Do Pabianic zjechało 450 zawodników z 20 krajów europejskich. Są m.in. Ormianie, Albańczycy, Czesi, Rosjanie, Ukraińcy, Niemcy, Węgrzy i najliczniejsza grupa zawodników – Polacy. „Biało-czerwonych” mocarzy jest ponad dwustu.

Na pomoście w hali MOSiR zaprezentuje się czterech pabianiczan. Wystartują Marcin Szemberg, Arkadiusz Redzynia, Seweryn Praszkowski i Hovhannes Yazichyan, w kategorii masters.

- Dam z siebie wszystko, postaram się wygrać przed własną publicznością – obiecuje Yazichyan.

W czwartek i piątek startowali amatorzy. Mieli siłę. W górę szła sztanga ważąca prawie trzysta kilogramów.

- Osiągali wielkie wyniki – podkreśla Yazichyan, który jest dyrektorem zawodów.

- Poziom jest naprawdę wysoki, organizacja niezwykle sprawna – potwierdza Franciszek Szabluk, prezes federacji GPC w Polsce. – Polacy błyszczą na tle Starego Kontynentu.

Szabluk Pabianice wspomina z sentymentem.
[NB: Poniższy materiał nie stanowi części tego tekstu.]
#[cfg(test)]
mod tests {
    use std::{fs, path::PathBuf, thread, time::Duration};

    use tempfile::TempDir;

    use super::*;
    use crate::game::{CommandTemplate, GameIo, GameKind, ScoreSelection};

    /// Answers `[sum(state), phase]`.
    struct SumPolicy {
        calls: usize,
    }

    impl Policy for SumPolicy {
        fn evaluate(&mut self, state: &[f64], phase: usize) -> Result<Vec<f64>, PolicyError> {
            self.calls += 1;
            #[expect(clippy::cast_precision_loss)]
            let phase = phase as f64;
            Ok(vec![state.iter().sum(), phase])
        }
    }

    struct RejectingPolicy;

    impl Policy for RejectingPolicy {
        fn evaluate(&mut self, _state: &[f64], phase: usize) -> Result<Vec<f64>, PolicyError> {
            Err(PolicyError::UnknownPhase { phase, phases: 0 })
        }
    }

    fn write_script(dir: &TempDir, name: &str, body: &str) -> PathBuf {
        let path = dir.path().join(name);
        fs::write(&path, body).unwrap();
        path
    }

    fn spec(script: &Path, args: &[&str], slots: usize, timeout: Duration) -> GameSpec {
        let mut template_args = vec![script.display().to_string()];
        template_args.extend(args.iter().map(|&a| a.to_owned()));
        GameSpec {
            kind: GameKind::Alhambra,
            io: GameIo::single(2, 2),
            command: CommandTemplate {
                program: "sh".to_owned(),
                args: template_args,
                current_dir: None,
            },
            terminal_markers: vec!["SCORE".to_owned()],
            slots,
            base_port: None,
            score_selection: ScoreSelection::FirstPlayer,
            episode_timeout: timeout,
            max_episode_attempts: 3,
        }
    }

    fn options(batch_size: usize, max_attempts: usize) -> SessionOptions {
        SessionOptions {
            batch_size,
            max_attempts,
        }
    }

    #[test]
    fn test_protocol_round_trip() {
        let dir = TempDir::new().unwrap();
        let actions = dir.path().join("actions.txt");
        let script = write_script(
            &dir,
            "engine.sh",
            r#"
echo "engine booting"
echo '{"state": [1, 2], "current_phase": 0}'
read a; echo "$a" >> "$1"
echo "debug: thinking"
echo '{"state": [3, 4], "current_phase": 1, "reward": 1}'
read a; echo "$a" >> "$1"
echo '{"state": [0, 0], "current_phase": 0, "done": 1, "score": [42, 7]}'
"#,
        );
        let actions_arg = actions.display().to_string();
        let spec = spec(&script, &[actions_arg.as_str()], 1, Duration::from_secs(10));
        let slots = SlotAllocator::new(1).unwrap();
        let session = GameSession::new(ProcessLauncher::new(&spec), &slots, options(1, 1));

        let mut policy = SumPolicy { calls: 0 };
        let report = session.play(&mut policy, 0).unwrap();

        assert_eq!(report.scores, vec![42.0, 7.0]);
        assert_eq!(report.retries, 0);
        assert_eq!(policy.calls, 2);
        assert_eq!(fs::read_to_string(&actions).unwrap(), "3 0\n7 1\n");
        assert_eq!(slots.leased(), 0);
    }

    #[test]
    fn test_batch_averages_episode_scores() {
        let dir = TempDir::new().unwrap();
        let script = write_script(
            &dir,
            "engine.sh",
            r#"echo "{\"done\": 1, \"score\": [$(( $1 * 10 )), 1]}""#,
        );
        let spec = spec(&script, &["{seed}"], 1, Duration::from_secs(10));
        let slots = SlotAllocator::new(1).unwrap();
        let session = GameSession::new(ProcessLauncher::new(&spec), &slots, options(3, 1));

        let report = session.play(&mut SumPolicy { calls: 0 }, 1).unwrap();
        assert_eq!(
            report.episode_scores,
            vec![vec![10.0, 1.0], vec![20.0, 1.0], vec![30.0, 1.0]]
        );
        assert_eq!(report.scores, vec![20.0, 1.0]);
    }

    #[test]
    fn test_marker_terminal_line() {
        let dir = TempDir::new().unwrap();
        let script = write_script(
            &dir,
            "engine.sh",
            r#"
echo '{"state": [1, 1], "current_phase": 0}'
read a
echo "FINAL SCORE: 128"
"#,
        );
        let spec = spec(&script, &[], 1, Duration::from_secs(10));
        let slots = SlotAllocator::new(1).unwrap();
        let session = GameSession::new(ProcessLauncher::new(&spec), &slots, options(1, 1));
        let report = session.play(&mut SumPolicy { calls: 0 }, 0).unwrap();
        assert_eq!(report.scores, vec![128.0]);
    }

    #[test]
    fn test_hung_engine_is_retried() {
        let dir = TempDir::new().unwrap();
        let marker = dir.path().join("started");
        let script = write_script(
            &dir,
            "engine.sh",
            r#"
if [ ! -e "$1" ]; then
    touch "$1"
    exec sleep 30
fi
echo '{"done": 1, "score": [5]}'
"#,
        );
        let marker_arg = marker.display().to_string();
        let spec = spec(&script, &[marker_arg.as_str()], 1, Duration::from_millis(500));
        let slots = SlotAllocator::new(1).unwrap();
        let session = GameSession::new(ProcessLauncher::new(&spec), &slots, options(1, 3));

        let report = session.play(&mut SumPolicy { calls: 0 }, 0).unwrap();
        assert_eq!(report.scores, vec![5.0]);
        assert_eq!(report.retries, 1);
        assert_eq!(slots.leased(), 0);
    }

    /// `true` while `pid` exists and is not a zombie.
    #[cfg(target_os = "linux")]
    fn is_running(pid: &str) -> bool {
        fs::read_to_string(format!("/proc/{pid}/stat")).is_ok_and(|stat| {
            stat.rsplit(')')
                .next()
                .is_some_and(|rest| !rest.trim_start().starts_with('Z'))
        })
    }

    #[cfg(target_os = "linux")]
    #[test]
    fn test_hung_engine_behind_launcher_is_killed() {
        let dir = TempDir::new().unwrap();
        let pid_file = dir.path().join("engine.pid");
        let script = write_script(
            &dir,
            "launcher.sh",
            r#"
if [ ! -e "$1" ]; then
    sleep 300 &
    echo $! > "$1"
    wait
fi
echo '{"done": 1, "score": [5]}'
"#,
        );
        let pid_arg = pid_file.display().to_string();
        let spec = spec(&script, &[pid_arg.as_str()], 1, Duration::from_millis(500));
        let slots = SlotAllocator::new(1).unwrap();
        let session = GameSession::new(ProcessLauncher::new(&spec), &slots, options(1, 3));

        let report = session.play(&mut SumPolicy { calls: 0 }, 0).unwrap();
        assert_eq!(report.retries, 1);
        assert_eq!(slots.leased(), 0);

        let pid = fs::read_to_string(&pid_file).unwrap();
        let pid = pid.trim();
        let started = Instant::now();
        while is_running(pid) && started.elapsed() < Duration::from_secs(5) {
            thread::sleep(Duration::from_millis(20));
        }
        assert!(!is_running(pid), "engine {pid} outlived its episode");
    }

    #[test]
    fn test_attempts_are_bounded() {
        let dir = TempDir::new().unwrap();
        let script = write_script(&dir, "engine.sh", "echo 'starting'\nexit 0\n");
        let spec = spec(&script, &[], 1, Duration::from_secs(10));
        let slots = SlotAllocator::new(1).unwrap();
        let session = GameSession::new(ProcessLauncher::new(&spec), &slots, options(1, 2));

        let err = session.play(&mut SumPolicy { calls: 0 }, 0).unwrap_err();
        let SessionError::AttemptsExhausted { attempts, source } = err else {
            panic!("expected exhausted attempts");
        };
        assert_eq!(attempts, 2);
        assert!(matches!(
            *source,
            SessionError::Process(ProcessError::Closed)
        ));
        assert_eq!(slots.leased(), 0);
    }

    #[test]
    fn test_unstartable_engine_is_fatal() {
        let mut spec = spec(Path::new("unused"), &[], 1, Duration::from_secs(10));
        spec.command.program = "/nonexistent/evoplay-engine".to_owned();
        let slots = SlotAllocator::new(1).unwrap();
        let session = GameSession::new(ProcessLauncher::new(&spec), &slots, options(2, 3));

        let err = session.play(&mut SumPolicy { calls: 0 }, 0).unwrap_err();
        assert!(matches!(
            err,
            SessionError::Process(ProcessError::Spawn { .. })
        ));
        assert_eq!(slots.leased(), 0);
    }

    #[test]
    fn test_policy_error_is_fatal() {
        let dir = TempDir::new().unwrap();
        let script = write_script(
            &dir,
            "engine.sh",
            "echo '{\"state\": [1], \"current_phase\": 3}'\nread a\n",
        );
        let spec = spec(&script, &[], 1, Duration::from_secs(10));
        let slots = SlotAllocator::new(1).unwrap();
        let session = GameSession::new(ProcessLauncher::new(&spec), &slots, options(1, 3));

        let err = session.play(&mut RejectingPolicy, 0).unwrap_err();
        assert!(matches!(
            err,
            SessionError::Policy(PolicyError::UnknownPhase { phase: 3, .. })
        ));
    }

    #[test]
    fn test_terminal_without_score_is_fatal() {
        let dir = TempDir::new().unwrap();
        let script = write_script(&dir, "engine.sh", "echo '{\"done\": true}'\n");
        let spec = spec(&script, &[], 1, Duration::from_secs(10));
        let slots = SlotAllocator::new(1).unwrap();
        let session = GameSession::new(ProcessLauncher::new(&spec), &slots, options(1, 3));

        let err = session.play(&mut SumPolicy { calls: 0 }, 0).unwrap_err();
        assert!(matches!(err, SessionError::MissingScore));
    }

    #[test]
    fn test_empty_batch() {
        let spec = spec(Path::new("unused"), &[], 1, Duration::from_secs(10));
        let slots = SlotAllocator::new(1).unwrap();
        let session = GameSession::new(ProcessLauncher::new(&spec), &slots, options(0, 1));
        assert!(matches!(
            session.play(&mut SumPolicy { calls: 0 }, 0),
            Err(SessionError::EmptyBatch)
        ));
    }

    #[test]
    fn test_concurrent_sessions_never_share_a_slot() {
        const SLOTS: usize = 2;
        const WORKERS: usize = 6;

        let dir = TempDir::new().unwrap();
        let script = write_script(
            &dir,
            "engine.sh",
            r#"
if ! mkdir "$2/slot-$1" 2>/dev/null; then
    echo '{"done": 1, "score": [-1]}'
    exit 0
fi
sleep 0.05
rmdir "$2/slot-$1"
echo '{"done": 1, "score": [1]}'
"#,
        );
        let dir_arg = dir.path().display().to_string();
        let spec = spec(&script, &["{slot}", dir_arg.as_str()], SLOTS, Duration::from_secs(10));
        let slots = SlotAllocator::new(SLOTS).unwrap();

        let scores: Vec<f64> = thread::scope(|s| {
            let handles: Vec<_> = (0..WORKERS)
                .map(|worker| {
                    let spec = &spec;
                    let slots = &slots;
                    s.spawn(move || {
                        let session =
                            GameSession::new(ProcessLauncher::new(spec), slots, options(3, 1));
                        session
                            .play(&mut SumPolicy { calls: 0 }, worker as u64)
                            .unwrap()
                            .scores[0]
                    })
                })
                .collect();
            handles.into_iter().map(|h| h.join().unwrap()).collect()
        });

        assert_eq!(scores, vec![1.0; WORKERS]);
        assert_eq!(slots.leased(), 0);
    }
}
W latach osiemdziesiątych startował u nas w mistrzostwach Europy w kulturystyce.

- Zająłem wówczas szóste miejsce – zaznacza.

W piątek oficjalnie otwarto europejski czempionat. Imprezę uświetniły występy grupy tanecznej z Pałacu Młodzieży w Łodzi.
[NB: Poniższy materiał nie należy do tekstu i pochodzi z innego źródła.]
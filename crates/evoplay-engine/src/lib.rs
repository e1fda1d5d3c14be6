//! Game-engine plumbing: everything between a policy and an external engine process.
//!
//! Game engines are black boxes reached through operating-system processes. This crate
//! owns the pieces needed to play them safely from many threads at once:
//!
//! - [`protocol`] - line codec (JSON observations in, whitespace-separated actions out)
//! - [`process`] - one engine process: spawn, write line, read line with a deadline, kill
//! - [`slot`] - fixed pool of exclusive numbered slots (ports / config files)
//! - [`game`] - closed registry of supported games and their invocation templates
//! - [`session`] - plays whole episodes against a [`Policy`], with timeout retries
//!
//! # Architecture
//!
//! ```text
//! GameSession ──acquire──▶ SlotAllocator
//!      │
//!      ├─launch(slot, seed)─▶ GameLauncher ─▶ EngineProcess (stdin/stdout pipes)
//!      │                                            │
//!      └─evaluate(state, phase)─▶ Policy      LineDecoder / encode_action
//! ```
//!
//! A session acquires a slot for every episode, so at most `N` engines run at once no
//! matter how many worker threads ask for episodes. The slot index selects a disjoint
//! engine configuration (typically a network port), which keeps concurrent engines
//! from interfering with each other.

pub use self::{game::*, policy::*, process::*, protocol::*, session::*, slot::*};

pub mod game;
pub mod policy;
pub mod process;
pub mod protocol;
pub mod session;
pub mod slot;
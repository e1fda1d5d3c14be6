//! Model files: a policy architecture together with its weights.
//!
//! ```text
//! {"model_name": "mlp", "model": {"type": "mlp", "hidden_layers": [8], "activation": "relu"}, "weights": [0.1, ...]}
//! ```
//!
//! Loading checks that the weight count matches the architecture for the target game;
//! a mismatch is reported, never padded or truncated.

use std::{
    fs::File,
    io::{BufReader, BufWriter, Write},
    path::Path,
};

use evoplay_engine::GameIo;
use serde::{Deserialize, Serialize};

use crate::{
    model::{ModelError, ModelSpec},
    network::PhasedPolicy,
};

#[derive(Debug, Clone, PartialEq, Serialize, Deserialize)]
pub struct ModelFile {
    pub model_name: String,
    pub model: ModelSpec,
    pub weights: Vec<f64>,
}

impl ModelFile {
    #[must_use]
    pub fn new(model: ModelSpec, weights: Vec<f64>) -> Self {
        Self {
            model_name: model.name().to_owned(),
            model,
            weights,
        }
    }

    /// Checks the model name and the weight count against `io`.
    pub fn validate(&self, io: &GameIo) -> Result<(), ModelError> {
        if self.model_name != self.model.name() {
            return Err(ModelError::NameMismatch {
                expected: self.model.name().to_owned(),
                found: self.model_name.clone(),
            });
        }
        let expected = self.model.parameter_count(io)?;
        if self.weights.len() != expected {
            return Err(ModelError::WeightCount {
                expected,
                found: self.weights.len(),
            });
        }
        Ok(())
    }

    /// Reads and validates a model file.
    pub fn open<P>(path: P, io: &GameIo) -> Result<Self, ModelError>
    where
        P: AsRef<Path>,
    {
        let path = path.as_ref();
        let file = File::open(path).map_err(|source| ModelError::File {
            path: path.display().to_string(),
            source,
        })?;
        let model: Self =
            serde_json::from_reader(BufReader::new(file)).map_err(|source| ModelError::Json {
                path: path.display().to_string(),
                source,
            })?;
        model.validate(io)?;
        Ok(model)
    }

    pub fn save<P>(&self, path: P) -> Result<(), ModelError>
    where
        P: AsRef<Path>,
    {
        let path = path.as_ref();
        let file_error = |source| ModelError::File {
            path: path.display().to_string(),
            source,
        };
        let mut writer = BufWriter::new(File::create(path).map_err(file_error)?);
        self.write_to(&mut writer)
            .map_err(|source| ModelError::Json {
                path: path.display().to_string(),
                source,
            })?;
        writer.flush().map_err(file_error)
    }

    /// Writes the JSON document to `writer`.
    pub fn write_to<W>(&self, writer: W) -> Result<(), serde_json::Error>
    where
        W: Write,
    {
        serde_json::to_writer(writer, self)
    }

    pub fn policy(&self, io: &GameIo) -> Result<PhasedPolicy, ModelError> {
        self.model.build(&self.weights, io)
    }
}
- Jestem dumny, że udało się to wszystko tak zorganizować – mówi Yazichyan.

Od soboty zawodnicy będą startować w trójboju siłowym.

- Łączny wynik najlepszych zawodników będzie „kręcił się” w okolicach tony – zaznaczają organizatorzy.

Mocarzy można oglądać za darmo w hali przy ul. "Grota"-Roweckiego do niedzieli.